Your lender may have a completion deadline, after which your circumstances will need to be reassessed, so if the seller is dragging their feet, you should make them aware of your pressing timeline.
Buying can often be cheaper than renting, as, over the long term, your payments go towards paying off the home, rather than funding a landlord’s bank balance.
There’s no exact answer as to how much your mortgage repayments will cost as everyone has different circumstances. Some of the factors that determine your monthly repayments include the amount you borrow, the interest rate and the term length of the mortgage.
And of course, the greater the deposit you put down, the less you’ll have to pay each month. What’s more, your house price could increase over time, giving you a profit which can offset some of the money you’ve ploughed into the property.
But that doesn’t mean buying is always cheaper than renting. There are costs every time you buy a property — from stamp duty to solicitors’ fees — so generally it pays to stick around for the long-term. You’ll also foot the bill every time the boiler breaks, unlike renters whose landlords are ultimately responsible for repairs and maintenance.
Renting can be cost-effective if you’re living somewhere for the short-term, and you can always up sticks without too much notice, which is useful if your circumstances change and you need to move quickly.
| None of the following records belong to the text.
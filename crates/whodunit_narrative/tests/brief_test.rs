//! Tests for loading briefs from disk.

use std::io::Write;
use whodunit_core::CharacterRole;
use whodunit_error::{WhodunitErrorKind, WorkflowErrorKind};
use whodunit_narrative::{MysteryBrief, prompts};

fn write_file(dir: &tempfile::TempDir, name: &str, contents: &str) -> std::path::PathBuf {
    let path = dir.path().join(name);
    let mut file = std::fs::File::create(&path).unwrap();
    file.write_all(contents.as_bytes()).unwrap();
    path
}

#[test]
fn test_from_file_reads_cast_and_defaults() {
    let dir = tempfile::tempdir().unwrap();
    let path = write_file(
        &dir,
        "brief.toml",
        r#"
premise = "A retired colonel is found dead in a locked library."
setting = "An English country house"
chapter_count = 10

[[cast]]
name = "Inspector Hale"
role = "detective"

[[cast]]
name = "Colonel Ashby"
role = "victim"
description = "Collects clocks"
"#,
    );

    let brief = MysteryBrief::from_file(&path).unwrap();

    assert_eq!(*brief.chapter_count(), 10);
    assert_eq!(*brief.words_per_chapter(), 2500);
    assert_eq!(brief.cast().len(), 2);
    assert_eq!(*brief.cast()[0].role(), CharacterRole::Detective);
    assert_eq!(brief.cast()[1].description().as_deref(), Some("Collects clocks"));
    assert!(brief.title().is_none());
}

#[test]
fn test_from_file_rejects_invalid_brief() {
    let dir = tempfile::tempdir().unwrap();
    let path = write_file(&dir, "brief.toml", "premise = \"x\"\nchapter_count = 0\n");

    let err = MysteryBrief::from_file(&path).unwrap_err();
    match err.kind() {
        WhodunitErrorKind::Workflow(e) => {
            assert!(matches!(e.kind, WorkflowErrorKind::InvalidBrief(_)));
        }
        other => panic!("expected workflow error, got {other}"),
    }
}

#[test]
fn test_from_file_reports_malformed_toml() {
    let dir = tempfile::tempdir().unwrap();
    let path = write_file(&dir, "brief.toml", "premise = [unclosed");

    let err = MysteryBrief::from_file(&path).unwrap_err();
    match err.kind() {
        WhodunitErrorKind::Workflow(e) => {
            assert!(matches!(e.kind, WorkflowErrorKind::TomlParse(_)));
        }
        other => panic!("expected workflow error, got {other}"),
    }
}

#[test]
fn test_notes_file_reaches_prompts() {
    let dir = tempfile::tempdir().unwrap();
    let notes = write_file(&dir, "notes.txt", "\nThe library clock runs ten minutes fast.\n");

    let brief = MysteryBrief::builder()
        .premise("A death in the library")
        .notes(Some("Set in winter.".to_string()))
        .build()
        .unwrap()
        .with_notes_file(&notes)
        .unwrap();

    assert_eq!(
        brief.notes().as_deref(),
        Some("Set in winter.\n\nThe library clock runs ten minutes fast.")
    );
    assert!(prompts::idea_prompt(&brief).contains("ten minutes fast"));
}

#[test]
fn test_missing_notes_file_is_io_error() {
    let dir = tempfile::tempdir().unwrap();
    let brief = MysteryBrief::builder().premise("p").build().unwrap();

    let err = brief.with_notes_file(dir.path().join("absent.txt")).unwrap_err();
    assert!(matches!(err.kind(), WhodunitErrorKind::Io(_)));
}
The short answer is that most mortgages are ‘portable’ and can be transferred against your new property should you wish. Bear in mind that you’ll need to speak to your lender as you may have to borrow more money to finance the move. They’ll also want to value the new property, which may come with a pesky valuation fee (sometimes a few hundred pounds).
You can alternatively apply for a completely new mortgage, in which case your existing loan is ‘redeemed’ (paid off) at the point of sale. There is often an early repayment charge, and your solicitors will manage the payment of the outstanding debt to the lender. It’s worth speaking to your broker, who can advise on the product options for a new mortgage.
You can potentially save money by porting your current deal, but remember, there is no guarantee that you will still meet the bank or building society’s lending criteria, and if your employment status has changed, you may have to undertake an affordability assessment.
Once you’re comfortably settled into your new home, your days of haggling with lenders are over, right? Well, not quite.
Your mortgage will typically carry a time-limited offer — often for two to five years — which locks you into low or low-ish interest rates. After this period expires, you’ll need to dip your toes into the remortgaging market in order to avoid being placed on the typically higher SVR (standard variable rate in case you’ve forgotten!) Essentially, remortgaging your home allows you to move to a cheaper interest rate once your current deal has expired.
There are other good reasons to remortgage. When house prices are rising, remortgaging can help you release equity to pay off debts or finance home improvements, rather than spend the money on moving house. If you anticipate that the Bank of England Base Rate may increase, you may wish to remortgage in order to swerve an existing tracker deal and secure better terms.
However, it’s usually sensible to wait until your current deal is close to expiration before remortgaging, as you can be hit with an early repayment charge or early exit penalty.
If you’re looking to remortgage, it’s a good idea to speak to a broker to identify the best deals on the market, though you can also approach a high street lender directly.
So, that wasn’t too hard was it? Whether you’re buying, remortgaging or simply swiping on Zoopla, we promise that mortgages are much less mysterious than you think.